Une seconde note fixa l’opinion sur certains points, mais en la surexcitant d’étrange manière.
Elle était ainsi conçue :
« Santé-Palace, cellule 14,2e division.
« Monsieur le Directeur du Grand Journal.
« Vous avez inséré dans votre numéro de mardi dernier un entrefilet rédigé d’après quelques mots qui m’ont échappé l’autre soir, au cours d’une conférence que j’ai faite à la Santé sur la politique étrangère. Cet entrefilet, véridique en ses parties essentielles, nécessite cependant une petite rectification. Les lettres existent bien, et nul ne peut en contester l’importance exceptionnelle, puisque, depuis dix ans, elles sont l’objet de recherches ininterrompues de la part du gouvernement intéressé. Mais personne ne sait où elles sont et personne ne connaît un seul mot de ce qu’elles contiennent
« Le public, j’en suis sûr, ne m’en voudra pas de le faire attendre, avant de satisfaire sa légitime curiosité. Outre que je n’ai pas en mains tous les éléments nécessaires à la recherche de la vérité, mes occupations actuelles ne me permettent point de consacrer à cette affaire le temps que je voudrais.
« Tout ce que je puis dire pour le moment, c’est que ces lettes furent confiées par le mourant à l’un de ses amis les plus fidèles, et que cet ami eut à subir, par la suite, les lourdes conséquences de son dévouement. Espionnage, perquisitions domiciliaires, rien ne lui fut épargné.
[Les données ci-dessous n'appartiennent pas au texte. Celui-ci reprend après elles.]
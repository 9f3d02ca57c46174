/*
 * Copyright Amazon.com, Inc. or its affiliates. All Rights Reserved.
 * SPDX-License-Identifier: Apache-2.0
 */

//! [`ObjectStore`] on top of the AWS SDK S3 client

use std::{fmt, ops::RangeInclusive};

use async_trait::async_trait;
use aws_sdk_s3::{
    primitives::ByteStream,
    types::{CompletedMultipartUpload, CompletedPart as SdkCompletedPart},
};
use aws_smithy_runtime_api::client::{orchestrator::HttpResponse, result::SdkError};
use bytes::Bytes;

use crate::{
    error::{self, TransferError},
    header::Range,
    object_meta::ObjectMeta,
    store::{CompletedPart, ObjectStore},
};

// Throttling and server errors are worth another attempt, anything else the
// service rejected is not.
fn classify<E>(context: impl fmt::Display, err: SdkError<E, HttpResponse>) -> TransferError
where
    E: std::error::Error + Send + Sync + 'static,
{
    match &err {
        SdkError::TimeoutError(_) | SdkError::DispatchFailure(_) | SdkError::ResponseError(_) => {
            error::transient(err)
        }
        SdkError::ServiceError(service) => {
            let status = service.raw().status().as_u16();
            if status >= 500 || status == 429 {
                error::transient(err)
            } else {
                error::fatal(context, err)
            }
        }
        _ => error::fatal(context, err),
    }
}

fn part_number(part_number: u64) -> Result<i32, TransferError> {
    i32::try_from(part_number)
        .map_err(|_| error::invalid_meta_request(format!("part number {} out of range", part_number)))
}

#[async_trait]
impl ObjectStore for aws_sdk_s3::Client {
    async fn head_object(&self, bucket: &str, key: &str) -> Result<ObjectMeta, TransferError> {
        let output = self
            .head_object()
            .bucket(bucket)
            .key(key)
            .send()
            .await
            .map_err(|e| classify(format!("head object {}/{} failed", bucket, key), e))?;
        Ok(output.into())
    }

    async fn get_object(
        &self,
        bucket: &str,
        key: &str,
        range: Option<RangeInclusive<u64>>,
    ) -> Result<Bytes, TransferError> {
        let output = self
            .get_object()
            .bucket(bucket)
            .key(key)
            .set_range(range.map(|r| Range::from(r).into()))
            .send()
            .await
            .map_err(|e| classify(format!("get object {}/{} failed", bucket, key), e))?;

        // a body cut short is a network condition
        let data = output.body.collect().await.map_err(error::transient)?;
        Ok(data.into_bytes())
    }

    async fn put_object(
        &self,
        bucket: &str,
        key: &str,
        body: Bytes,
    ) -> Result<Option<String>, TransferError> {
        let output = self
            .put_object()
            .bucket(bucket)
            .key(key)
            .body(ByteStream::from(body))
            .send()
            .await
            .map_err(|e| classify(format!("put object {}/{} failed", bucket, key), e))?;
        Ok(output.e_tag)
    }

    async fn create_multipart_upload(&self, bucket: &str, key: &str) -> Result<String, TransferError> {
        let output = self
            .create_multipart_upload()
            .bucket(bucket)
            .key(key)
            .send()
            .await
            .map_err(|e| {
                classify(format!("create multipart upload {}/{} failed", bucket, key), e)
            })?;
        output.upload_id.ok_or_else(|| {
            error::fatal(
                format!("create multipart upload {}/{} failed", bucket, key),
                "response is missing an upload id",
            )
        })
    }

    async fn upload_part(
        &self,
        bucket: &str,
        key: &str,
        upload_id: &str,
        part_number: u64,
        body: Bytes,
    ) -> Result<String, TransferError> {
        let output = self
            .upload_part()
            .bucket(bucket)
            .key(key)
            .upload_id(upload_id)
            .part_number(self::part_number(part_number)?)
            .body(ByteStream::from(body))
            .send()
            .await
            .map_err(|e| classify(format!("upload part {} of {}/{} failed", part_number, bucket, key), e))?;
        output.e_tag.ok_or_else(|| {
            error::fatal(
                format!("upload part {} of {}/{} failed", part_number, bucket, key),
                "response is missing an entity tag",
            )
        })
    }

    async fn complete_multipart_upload(
        &self,
        bucket: &str,
        key: &str,
        upload_id: &str,
        parts: Vec<CompletedPart>,
    ) -> Result<Option<String>, TransferError> {
        let parts = parts
            .into_iter()
            .map(|part| {
                Ok(SdkCompletedPart::builder()
                    .part_number(part_number(part.part_number)?)
                    .e_tag(part.e_tag)
                    .build())
            })
            .collect::<Result<Vec<_>, TransferError>>()?;

        let output = self
            .complete_multipart_upload()
            .bucket(bucket)
            .key(key)
            .upload_id(upload_id)
            .multipart_upload(
                CompletedMultipartUpload::builder()
                    .set_parts(Some(parts))
                    .build(),
            )
            .send()
            .await
            .map_err(|e| {
                classify(format!("complete multipart upload {}/{} failed", bucket, key), e)
            })?;
        Ok(output.e_tag)
    }

    async fn abort_multipart_upload(
        &self,
        bucket: &str,
        key: &str,
        upload_id: &str,
    ) -> Result<(), TransferError> {
        self.abort_multipart_upload()
            .bucket(bucket)
            .key(key)
            .upload_id(upload_id)
            .send()
            .await
            .map_err(|e| {
                classify(format!("abort multipart upload {}/{} failed", bucket, key), e)
            })?;
        Ok(())
    }
}

#[cfg(test)]
mod tests {
    use aws_sdk_s3::operation::head_object::HeadObjectError;
    use aws_smithy_runtime_api::{
        client::{orchestrator::HttpResponse, result::SdkError},
        http::StatusCode,
    };
    use aws_smithy_types::body::SdkBody;

    use super::classify;

    fn service_error(status: u16) -> SdkError<HeadObjectError, HttpResponse> {
        let raw = HttpResponse::new(StatusCode::try_from(status).unwrap(), SdkBody::empty());
        SdkError::service_error(HeadObjectError::unhandled("service error"), raw)
    }

    #[test]
    fn test_service_errors_classified_by_status() {
        assert!(classify("head", service_error(503)).is_transient());
        assert!(classify("head", service_error(500)).is_transient());
        assert!(classify("head", service_error(429)).is_transient());

        let err = classify("head object b/k failed", service_error(403));
        assert!(err.is_fatal());
        assert_eq!("head object b/k failed", err.to_string());
        assert!(classify("head", service_error(404)).is_fatal());
    }

    #[test]
    fn test_timeouts_are_transient() {
        let err: SdkError<HeadObjectError, HttpResponse> = SdkError::timeout_error("read timed out");
        assert!(classify("head", err).is_transient());
    }
}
« J’ai donné l’ordre aux deux meilleurs agents de ma police secrète de reprendre cette piste à son début, et je ne doute pas que, avant deux jours, je ne sois en mesure de percer à jour ce passionnant mystère.
« Signé : Arsène LUPIN. »
Ainsi donc, c’était Arsène Lupin qui menait l’affaire ! C’était lui qui, du fond de sa prison, mettait en scène la comédie ou la tragédie annoncée dans la première note. Quelle aventure ! On se réjouit. Avec un artiste comme lui, le spectacle ne pouvait manquer de pittoresque et d’imprévu.
Trois jours plus tard on lisait dans le Grand Journal :
« Le nom de l’ami dévoué auquel j’ai fait allusion m’a été livré. Il s’agit du grand-duc Hermann III, prince régnant (quoique dépossédé) du grand-duché de Deux-Ponts-Veldenz, et confident de Bismarck, dont il avait toute l’amitié.
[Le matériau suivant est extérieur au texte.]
/*
 * Copyright Amazon.com, Inc. or its affiliates. All Rights Reserved.
 * SPDX-License-Identifier: Apache-2.0
 */

use std::{future::Future, sync::Arc, time::Duration};

use async_trait::async_trait;
use tokio::sync::{mpsc, Semaphore};
use tokio_util::sync::CancellationToken;

use crate::{
    bandwidth::BandwidthLimiter,
    chunk::ChunkPolicy,
    config::Config,
    coordinator::{Cleanup, TransferCoordinator, TransferHandle, TransferStatus},
    error::{self, TransferError},
    retry::RetryPolicy,
    types::{Part, TransferId, TransferRequest},
};

/// The I/O side of one transfer, driven part by part by the [`TaskScheduler`].
#[async_trait]
pub(crate) trait TransferOperation: Send + Sync + 'static {
    type PartOutput: Send + 'static;
    type Output: Send + 'static;

    /// Runs once before any part is started. A returned cleanup runs if the transfer
    /// later fails or is cancelled.
    async fn initiate(&self) -> Result<Option<Cleanup>, TransferError> {
        Ok(None)
    }

    /// Wait until the operation can take `part`. Parts are handed to workers in order
    /// and only once this returns, which bounds how far ahead of the slowest part a
    /// transfer may run.
    async fn ready(&self, _part: &Part) {}

    /// Move the bytes of one part. Called concurrently and possibly more than once per
    /// part when earlier attempts failed with a transient error.
    async fn transfer_part(&self, part: &Part) -> Result<Self::PartOutput, TransferError>;

    /// Consume the output of a successful part. Called from the driver only, in
    /// completion order.
    async fn accept(&self, part: &Part, output: Self::PartOutput) -> Result<(), TransferError>;

    /// Assemble the result once every part has been accepted
    async fn finalize(&self) -> Result<Self::Output, TransferError>;
}

/// Bounded worker pool shared by every transfer submitted to it.
///
/// The pool size is the global ceiling on parts in flight; each transfer additionally
/// runs at most its configured concurrency worth of workers. Cloning shares the pool.
#[derive(Debug, Clone)]
pub struct TaskScheduler {
    permits: Arc<Semaphore>,
    max_concurrency: usize,
    bandwidth: BandwidthLimiter,
    policy: ChunkPolicy,
}

impl TaskScheduler {
    pub fn new(
        max_concurrency: usize,
        bandwidth: BandwidthLimiter,
        policy: ChunkPolicy,
    ) -> Result<Self, TransferError> {
        if max_concurrency == 0 {
            return Err(error::invalid_config("max_concurrency must be at least 1"));
        }
        Ok(Self {
            permits: Arc::new(Semaphore::new(max_concurrency)),
            max_concurrency,
            bandwidth,
            policy,
        })
    }

    /// Scheduler with the pool size, bandwidth limit and part limits of `config`
    pub fn from_config(config: &Config) -> Self {
        Self {
            permits: Arc::new(Semaphore::new(config.max_concurrency())),
            max_concurrency: config.max_concurrency(),
            bandwidth: BandwidthLimiter::new(config.max_bandwidth_bytes_per_sec()),
            policy: *config.chunk_policy(),
        }
    }

    pub fn max_concurrency(&self) -> usize {
        self.max_concurrency
    }

    /// Worker slots currently free
    pub fn available_permits(&self) -> usize {
        self.permits.available_permits()
    }

    pub fn bandwidth(&self) -> &BandwidthLimiter {
        &self.bandwidth
    }

    pub fn chunk_policy(&self) -> &ChunkPolicy {
        &self.policy
    }

    /// Start `request` in the background and return a handle to it
    #[cfg(test)]
    pub(crate) fn submit<O>(&self, request: TransferRequest, operation: O) -> TransferHandle<O::Output>
    where
        O: TransferOperation,
    {
        let (id, timeout) = (request.id, request.settings.timeout);
        self.submit_with(id, timeout, async move { Ok((request, operation)) })
    }

    /// Start a transfer whose request is only known once `prepare` has run (e.g. after
    /// discovering the object size). `prepare` counts against the timeout and is
    /// abandoned if the transfer is cancelled first.
    pub(crate) fn submit_with<O, F>(
        &self,
        id: TransferId,
        timeout: Option<Duration>,
        prepare: F,
    ) -> TransferHandle<O::Output>
    where
        O: TransferOperation,
        F: Future<Output = Result<(TransferRequest, O), TransferError>> + Send + 'static,
    {
        let scheduler = self.clone();
        spawn_transfer(id, timeout, move |transfer| async move {
            let cancel = transfer.cancellation_token().clone();
            let prepared = tokio::select! {
                biased;
                _ = cancel.cancelled() => None,
                prepared = prepare => Some(prepared),
            };
            match prepared {
                Some(Ok((request, operation))) => {
                    scheduler.run(transfer, request, Arc::new(operation)).await
                }
                Some(Err(err)) => {
                    transfer.fail(err);
                    transfer.finish();
                }
                None => transfer.finish(),
            }
        })
    }

    // Drive `request` to a terminal state on `coordinator`, run cleanups if it did not
    // succeed and make the outcome observable.
    async fn run<O>(
        self,
        coordinator: Arc<TransferCoordinator<O::Output>>,
        request: TransferRequest,
        operation: Arc<O>,
    ) where
        O: TransferOperation,
    {
        self.drive(&coordinator, &request, operation).await;
        if matches!(
            coordinator.status(),
            TransferStatus::Failed | TransferStatus::Cancelled
        ) {
            coordinator.run_cleanups().await;
        }
        coordinator.finish();
    }

    async fn drive<O>(
        &self,
        coordinator: &Arc<TransferCoordinator<O::Output>>,
        request: &TransferRequest,
        operation: Arc<O>,
    ) where
        O: TransferOperation,
    {
        let parts = match self.plan(request) {
            Ok(parts) => parts,
            Err(err) => {
                coordinator.fail(err);
                return;
            }
        };

        if !coordinator.start(parts.len() as u64) {
            tracing::debug!(transfer = %request.id, "transfer ended before any part was started");
            return;
        }

        // not raced against cancellation so that a created upload always gets its cleanup
        match operation.initiate().await {
            Ok(Some(cleanup)) => coordinator.register_cleanup(cleanup),
            Ok(None) => {}
            Err(err) => {
                coordinator.fail(err);
                return;
            }
        }
        if coordinator.status().is_terminal() {
            return;
        }

        self.transfer_parts(coordinator, request, &operation, parts)
            .await;

        if coordinator.status() != TransferStatus::InProgress {
            return;
        }
        let outstanding = coordinator.outstanding_parts();
        if outstanding > 0 {
            coordinator.fail(error::fatal(
                format!("{} stopped with {} part(s) outstanding", request.id, outstanding),
                "part worker exited before reporting a result",
            ));
            return;
        }

        let cancel = coordinator.cancellation_token().clone();
        let finalized = tokio::select! {
            biased;
            _ = cancel.cancelled() => return,
            result = operation.finalize() => result,
        };
        match finalized {
            Ok(output) => {
                coordinator.complete(output);
            }
            Err(err) => {
                coordinator.fail(err);
            }
        }
    }

    fn plan(&self, request: &TransferRequest) -> Result<Vec<Part>, TransferError> {
        if !request.multipart {
            return Ok(vec![Part {
                transfer: request.id,
                part_number: 1,
                range: request.range.clone(),
            }]);
        }

        let plan = self
            .policy
            .plan(request.size(), request.settings.part_size_hint)?;
        tracing::debug!(
            transfer = %request.id,
            part_size = plan.part_size(),
            parts = plan.part_count(),
            "planned multipart {}",
            request.direction
        );
        Ok(plan.parts(request.id, request.range.start))
    }

    async fn transfer_parts<O>(
        &self,
        coordinator: &TransferCoordinator<O::Output>,
        request: &TransferRequest,
        operation: &Arc<O>,
        parts: Vec<Part>,
    ) where
        O: TransferOperation,
    {
        let cancel = coordinator.cancellation_token();
        let workers = request.settings.concurrency.min(parts.len()).max(1);
        let (work_tx, work_rx) = async_channel::bounded(workers);
        let (comp_tx, mut comp_rx) = mpsc::channel(workers);

        tokio::spawn(distribute_work(operation.clone(), parts, work_tx, cancel.clone()));

        // spin up workers
        for _ in 0..workers {
            let worker = PartWorker {
                operation: operation.clone(),
                permits: self.permits.clone(),
                bandwidth: self.bandwidth.clone(),
                retry: request.settings.retry,
                cancel: cancel.clone(),
            };
            tokio::spawn(worker.run(work_rx.clone(), comp_tx.clone()));
        }
        drop(work_rx);
        drop(comp_tx);

        // returns once every worker has exited
        while let Some((part, result)) = comp_rx.recv().await {
            if coordinator.status().is_terminal() {
                tracing::trace!(transfer = %part.transfer, part = part.part_number, "discarding part result");
                continue;
            }

            let result = match result {
                Ok(output) => operation.accept(&part, output).await,
                Err(err) => Err(err),
            };
            match result {
                Ok(()) => {
                    let remaining = coordinator.part_succeeded();
                    tracing::trace!(transfer = %part.transfer, part = part.part_number, remaining, "part completed");
                }
                Err(err) => {
                    coordinator.fail(err);
                }
            }
        }
    }
}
« Une perquisition fut faite à son domicile par le comte de W. accompagné de douze hommes. Le résultat de cette perquisition fut négatif, mais la preuve n’en fut pas moins établie que le grand-duc était en possession des papiers.
« Où les avait-il cachés ? C’est une question que nul au monde, probablement, ne saurait résoudre à l’heure actuelle.
« Je demande vingt-quatre heures pour la résoudre.
« Signé : Arsène LUPIN. »
De fait, vingt-quatre heures après, la note promise parut :
« Les fameuses lettres sont cachées dans le château féodal de Veldenz, chef-lieu du grand-duché de Deux-Ponts, château en partie dévasté au cours du XIXe siècle.
« À quel endroit exact ? Et que sont au juste ces lettres ? Tels sont les deux problèmes que je m’occupe à déchiffrer et dont j’exposerai la solution dans quatre jours.
« Signé : Arsène LUPIN. »
Au jour annoncé on s’arracha le Grand Journal. À la déception de tous, les renseignements promis ne s’y trouvaient pas. Le lendemain même silence, et le surlendemain également.
Qu’était-il donc advenu ?
On le sut par une indiscrétion commise à la Préfecture de police. Le directeur de la Santé avait été averti, paraît-il, que Lupin communiquait avec ses complices grâce aux paquets d’enveloppes qu’il confectionnait. On n’avait rien pu découvrir, mais, à tout hasard, on avait interdit tout travail à l’insupportable détenu.
Ce à quoi l’insupportable détenu avait répliqué :
– Puisque je n’ai plus rien à faire, je vais m’occuper de mon procès. Qu’on prévienne mon avocat, le bâtonnier Quimbel.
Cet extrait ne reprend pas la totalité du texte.